A service layer (classes) can also be loaded from the host together with the applets. The service layer may realize utilities such as HECI. In addition, the DAL task preinstalls select services, such as cryptography and EPID, without needing to load from the host. Those services are specific to the firmware engine and they are expected to be used by most applets.

The native API (application programming interface) component receives the Java API calls, performs conversion, and in turn calls appropriate kernel API or other tasks. It serves as a proxy so the Java classes do not need to be aware of the engine’s specific interfaces.

Loaded Java applets are free to take advantage of various services offered by the engine, but there is no guarantee regarding performance, due to a few facts. Firstly, to save resources, when multiple applets are loaded to the system, the DAL and the installer application may decide to temporarily unload an applet and reinstall it later as needed. This procedure may delay the applet’s responses to requests from the host. Secondly, the DAL task shares hardware resources with other firmware capabilities running in the security and management engine. The engine is a multithreaded environment, and the amount of clock cycles allocated to a specific thread is not guaranteed.
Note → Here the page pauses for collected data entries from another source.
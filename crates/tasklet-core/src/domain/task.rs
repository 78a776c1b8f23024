use std::fmt;

use chrono::{DateTime, SubsecRound, Utc};
use serde::{Deserialize, Serialize};
use utoipa::ToSchema;

/// Store-assigned identifier of a task record. Never reused.
#[derive(Debug, Clone, Copy, PartialEq, Eq, Hash, PartialOrd, Ord, Serialize, Deserialize, ToSchema)]
#[serde(transparent)]
pub struct TaskId(i64);

impl TaskId {
    pub const fn new(raw: i64) -> Self {
        Self(raw)
    }

    pub const fn get(self) -> i64 {
        self.0
    }
}

impl fmt::Display for TaskId {
    fn fmt(&self, f: &mut fmt::Formatter<'_>) -> fmt::Result {
        write!(f, "{}", self.0)
    }
}

/// Lifecycle status of a task. Persisted as its integer code.
#[derive(
    Debug,
    Clone,
    Copy,
    Default,
    PartialEq,
    Eq,
    Hash,
    Serialize,
    Deserialize,
    ToSchema,
    strum::Display,
    strum::EnumString,
    strum::EnumIter,
)]
#[strum(ascii_case_insensitive)]
pub enum TaskStatus {
    #[default]
    Pending = 0,
    InProgress = 1,
    Done = 2,
    Archived = 3,
}

impl TaskStatus {
    pub const fn code(self) -> i64 {
        self as i64
    }
}

/// A status code read from storage that maps to no [`TaskStatus`].
#[derive(Debug, thiserror::Error)]
#[error("unknown task status code {0}")]
pub struct UnknownStatus(pub i64);

impl TryFrom<i64> for TaskStatus {
    type Error = UnknownStatus;

    fn try_from(code: i64) -> Result<Self, Self::Error> {
        match code {
            0 => Ok(Self::Pending),
            1 => Ok(Self::InProgress),
            2 => Ok(Self::Done),
            3 => Ok(Self::Archived),
            other => Err(UnknownStatus(other)),
        }
    }
}

/// A persisted task.
///
/// `created_at` is fixed once the record exists. The deletion timestamp is
/// the only soft-delete state, so "deleted" and "has a deletion timestamp"
/// cannot disagree.
#[derive(Debug, Clone, PartialEq, Eq)]
pub struct TaskRecord {
    id: TaskId,
    pub title: String,
    pub description: Option<String>,
    pub status: TaskStatus,
    created_at: DateTime<Utc>,
    pub due_date: Option<DateTime<Utc>>,
    deleted_at: Option<DateTime<Utc>>,
}

impl TaskRecord {
    /// Rebuild a record from stored columns.
    pub(crate) fn from_parts(
        id: TaskId,
        title: String,
        description: Option<String>,
        status: TaskStatus,
        created_at: DateTime<Utc>,
        due_date: Option<DateTime<Utc>>,
        deleted_at: Option<DateTime<Utc>>,
    ) -> Self {
        Self {
            id,
            title,
            description,
            status,
            created_at,
            due_date,
            deleted_at,
        }
    }

    pub fn id(&self) -> TaskId {
        self.id
    }

    pub fn created_at(&self) -> DateTime<Utc> {
        self.created_at
    }

    pub fn deleted_at(&self) -> Option<DateTime<Utc>> {
        self.deleted_at
    }

    pub fn is_deleted(&self) -> bool {
        self.deleted_at.is_some()
    }

    pub(crate) fn mark_deleted(&mut self, at: DateTime<Utc>) {
        self.deleted_at = Some(at);
    }
}

/// Input for creating a task. Validated by the caller.
#[derive(Debug, Clone, PartialEq, Eq)]
pub struct NewTask {
    pub title: String,
    pub description: Option<String>,
    pub due_date: Option<DateTime<Utc>>,
}

/// A task that has a creation timestamp but no identity yet.
#[derive(Debug, Clone, PartialEq, Eq)]
pub struct TaskDraft {
    pub title: String,
    pub description: Option<String>,
    pub status: TaskStatus,
    pub created_at: DateTime<Utc>,
    pub due_date: Option<DateTime<Utc>>,
}

impl TaskDraft {
    pub fn new(task: NewTask, created_at: DateTime<Utc>) -> Self {
        Self {
            title: task.title,
            description: task.description,
            status: TaskStatus::default(),
            created_at: stored_precision(created_at),
            due_date: task.due_date.map(stored_precision),
        }
    }

    pub(crate) fn into_record(self, id: TaskId) -> TaskRecord {
        TaskRecord {
            id,
            title: self.title,
            description: self.description,
            status: self.status,
            created_at: self.created_at,
            due_date: self.due_date,
            deleted_at: None,
        }
    }
}

/// Merge-patch for a task.
///
/// Outer `None` leaves a field untouched. For the nullable fields,
/// `Some(None)` clears the value and `Some(Some(v))` sets it.
#[derive(Debug, Clone, Default, PartialEq, Eq)]
pub struct TaskPatch {
    pub title: Option<String>,
    pub description: Option<Option<String>>,
    pub status: Option<TaskStatus>,
    pub due_date: Option<Option<DateTime<Utc>>>,
}

impl TaskPatch {
    pub fn is_empty(&self) -> bool {
        self.title.is_none()
            && self.description.is_none()
            && self.status.is_none()
            && self.due_date.is_none()
    }

    /// Copy every present field onto `record`.
    pub fn apply(self, record: &mut TaskRecord) {
        if let Some(title) = self.title {
            record.title = title;
        }
        if let Some(description) = self.description {
            record.description = description;
        }
        if let Some(status) = self.status {
            record.status = status;
        }
        if let Some(due_date) = self.due_date {
            record.due_date = due_date.map(stored_precision);
        }
    }
}

/// Timestamps are kept to the microsecond so a record read back from storage
/// compares equal to the one that was written.
pub(crate) fn stored_precision(at: DateTime<Utc>) -> DateTime<Utc> {
    at.trunc_subsecs(6)
}

#[cfg(test)]
mod tests {
    use super::*;
    use chrono::TimeZone;
    use strum::IntoEnumIterator;

    fn sample() -> TaskRecord {
        let created = Utc.with_ymd_and_hms(2025, 1, 1, 12, 0, 0).unwrap();
        TaskDraft::new(
            NewTask {
                title: "Buy milk".into(),
                description: Some("2 litres".into()),
                due_date: Some(Utc.with_ymd_and_hms(2025, 2, 1, 0, 0, 0).unwrap()),
            },
            created,
        )
        .into_record(TaskId::new(7))
    }

    #[test]
    fn status_codes_round_trip() {
        for status in TaskStatus::iter() {
            assert_eq!(TaskStatus::try_from(status.code()).unwrap(), status);
        }
        assert!(TaskStatus::try_from(9).is_err());
    }

    #[test]
    fn status_parses_case_insensitively() {
        assert_eq!("inprogress".parse::<TaskStatus>().unwrap(), TaskStatus::InProgress);
        assert_eq!(TaskStatus::Done.to_string(), "Done");
    }

    #[test]
    fn draft_defaults_to_pending_and_live() {
        let record = sample();
        assert_eq!(record.status, TaskStatus::Pending);
        assert!(!record.is_deleted());
        assert_eq!(record.deleted_at(), None);
    }

    #[test]
    fn patch_with_only_status_leaves_other_fields() {
        let mut record = sample();
        let before = record.clone();
        TaskPatch {
            status: Some(TaskStatus::Done),
            ..TaskPatch::default()
        }
        .apply(&mut record);

        assert_eq!(record.status, TaskStatus::Done);
        assert_eq!(record.title, before.title);
        assert_eq!(record.description, before.description);
        assert_eq!(record.due_date, before.due_date);
        assert_eq!(record.created_at(), before.created_at());
    }

    #[test]
    fn patch_distinguishes_clear_from_absent() {
        let mut record = sample();
        TaskPatch {
            description: Some(None),
            ..TaskPatch::default()
        }
        .apply(&mut record);
        assert_eq!(record.description, None);
        assert!(record.due_date.is_some());
    }

    #[test]
    fn empty_patch_is_detected() {
        assert!(TaskPatch::default().is_empty());
        assert!(
            !TaskPatch {
                title: Some("x".into()),
                ..TaskPatch::default()
            }
            .is_empty()
        );
    }
}
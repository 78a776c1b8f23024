//! Core of the tasklet service.
//!
//! - [`domain`]: task records, statuses, patches and paging.
//! - [`entities`]: the SQLite record store and its unit-of-work sessions.
//! - [`services`]: task use cases on top of the store.
//! - [`idempotency`]: key registry and write-request guard.

pub mod domain;
pub mod entities;
pub mod idempotency;
pub mod services;
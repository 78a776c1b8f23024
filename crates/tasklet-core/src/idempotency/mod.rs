//! Duplicate-request suppression for write endpoints.
//!
//! [`IdempotencyStore`] remembers `(route, key)` pairs until they expire and
//! [`IdempotencyGuard`] turns that into an admit/reject decision per request.

pub mod guard;
pub mod store;

pub use guard::{
    Admission, DEFAULT_KEY_TTL, GuardRejection, IDEMPOTENCY_KEY_HEADER, IdempotencyGuard,
    is_write_method,
};
pub use store::{IdempotencyStore, compose_key};

use std::time::Duration;

/// Periodically purge expired keys until the returned handle is aborted.
pub fn spawn_sweeper(store: IdempotencyStore, every: Duration) -> tokio::task::JoinHandle<()> {
    tokio::spawn(async move {
        let mut ticker = tokio::time::interval(every);
        ticker.set_missed_tick_behavior(tokio::time::MissedTickBehavior::Delay);
        loop {
            ticker.tick().await;
            let purged = store.purge_expired();
            if purged > 0 {
                tracing::debug!(purged, remaining = store.len(), "purged expired idempotency keys");
            }
        }
    })
}

#[cfg(test)]
mod tests {
    use super::*;

    #[tokio::test(start_paused = true)]
    async fn sweeper_purges_expired_keys() {
        let store = IdempotencyStore::new();
        store.register("k", "POST:/x", Duration::from_secs(5));
        let handle = spawn_sweeper(store.clone(), Duration::from_secs(10));

        tokio::time::sleep(Duration::from_secs(11)).await;
        assert!(store.is_empty());
        handle.abort();
    }
}
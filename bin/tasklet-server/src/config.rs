//! Server configuration, loaded from environment variables at startup.

use std::time::Duration;

/// Upper bound on the idempotency TTL: one year.
pub const MAX_IDEMPOTENCY_TTL_SECS: u64 = 365 * 24 * 60 * 60;

/// Runtime configuration for tasklet-server.
///
/// Every field has a default so the server runs without any environment
/// variables set.
#[derive(Debug, Clone)]
pub struct Config {
    /// TCP address to bind (default: `"0.0.0.0:3000"`).
    pub bind_address: String,

    /// sqlx SQLite URL (default: `"sqlite://tasklet.db?mode=rwc"`).
    pub database_url: String,

    /// `tracing` filter string, e.g. `"info"` or `"debug,tower_http=warn"`.
    pub log_level: String,

    /// When `true`, emit log records as newline-delimited JSON.
    pub log_json: bool,

    /// Comma-separated list of allowed CORS origins. `None` allows any origin.
    pub cors_allowed_origins: Option<String>,

    /// Serve Swagger UI and the OpenAPI document.
    pub enable_swagger: bool,

    /// How long an admitted idempotency key blocks repeats.
    pub idempotency_ttl: Duration,

    /// Interval of the expired-key sweeper.
    pub idempotency_sweep_interval: Duration,

    /// Requests per client per minute. `0` disables rate limiting.
    pub rate_limit_per_minute: u32,
}

impl Default for Config {
    fn default() -> Self {
        Self {
            bind_address: "0.0.0.0:3000".to_owned(),
            database_url: "sqlite://tasklet.db?mode=rwc".to_owned(),
            log_level: "info".to_owned(),
            log_json: false,
            cors_allowed_origins: None,
            enable_swagger: true,
            idempotency_ttl: Duration::from_secs(30 * 60),
            idempotency_sweep_interval: Duration::from_secs(60),
            rate_limit_per_minute: 60,
        }
    }
}

impl Config {
    /// Build [`Config`] from environment variables, falling back to defaults.
    pub fn from_env() -> Self {
        let defaults = Self::default();
        Self {
            bind_address: env_or("TASKLET_BIND", &defaults.bind_address),
            database_url: env_or("TASKLET_DATABASE_URL", &defaults.database_url),
            log_level: env_or("TASKLET_LOG", &defaults.log_level),
            log_json: parse_bool("TASKLET_LOG_JSON", defaults.log_json),
            cors_allowed_origins: std::env::var("TASKLET_CORS_ORIGINS")
                .ok()
                .filter(|v| !v.trim().is_empty()),
            enable_swagger: parse_bool("TASKLET_ENABLE_SWAGGER", defaults.enable_swagger),
            idempotency_ttl: idempotency_ttl_from_secs(parse_env(
                "TASKLET_IDEMPOTENCY_TTL_SECS",
                defaults.idempotency_ttl.as_secs(),
            )),
            // A zero interval would make tokio::time::interval panic.
            idempotency_sweep_interval: Duration::from_secs(
                parse_env(
                    "TASKLET_IDEMPOTENCY_SWEEP_SECS",
                    defaults.idempotency_sweep_interval.as_secs(),
                )
                .max(1),
            ),
            rate_limit_per_minute: parse_env(
                "TASKLET_RATE_LIMIT_PER_MINUTE",
                defaults.rate_limit_per_minute,
            ),
        }
    }
}

// ── private helpers ──────────────────────────────────────────────────────────

fn env_or(key: &str, default: &str) -> String {
    std::env::var(key).unwrap_or_else(|_| default.to_owned())
}

fn parse_env<T: std::str::FromStr>(key: &str, default: T) -> T {
    std::env::var(key)
        .ok()
        .and_then(|v| v.trim().parse().ok())
        .unwrap_or(default)
}

/// A zero TTL would never block a repeat; cap the other end at a year.
fn idempotency_ttl_from_secs(secs: u64) -> Duration {
    Duration::from_secs(secs.clamp(1, MAX_IDEMPOTENCY_TTL_SECS))
}

fn parse_bool(key: &str, default: bool) -> bool {
    std::env::var(key)
        .map(|v| v == "1" || v.eq_ignore_ascii_case("true"))
        .unwrap_or(default)
}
With these considerations, the DAL is not intended for loading major features to the engine. Rather, it is designed for offloading critical security components of a consumer solution, for example, the Intel IPT. In contrast, loading the entire or a large part of the AMT (advanced management technology) firmware application from the host at runtime is not an appropriate usage of the DAL.

Loading an Applet

A Java applet package can be obtained from various resources, such as software vendors’ distributions and web sites. On Windows, a host software program loads applets to the security and management engine through the Intel dynamic application loader host interface service. Because the engine does not persistently store applets in its nonvolatile memory, an applet must be reloaded when the host power cycle is reset. However, it is worth emphasizing that the DAL firmware treats the first time that an applet is loaded to the engine differently from consequent loads of the same applet in the future.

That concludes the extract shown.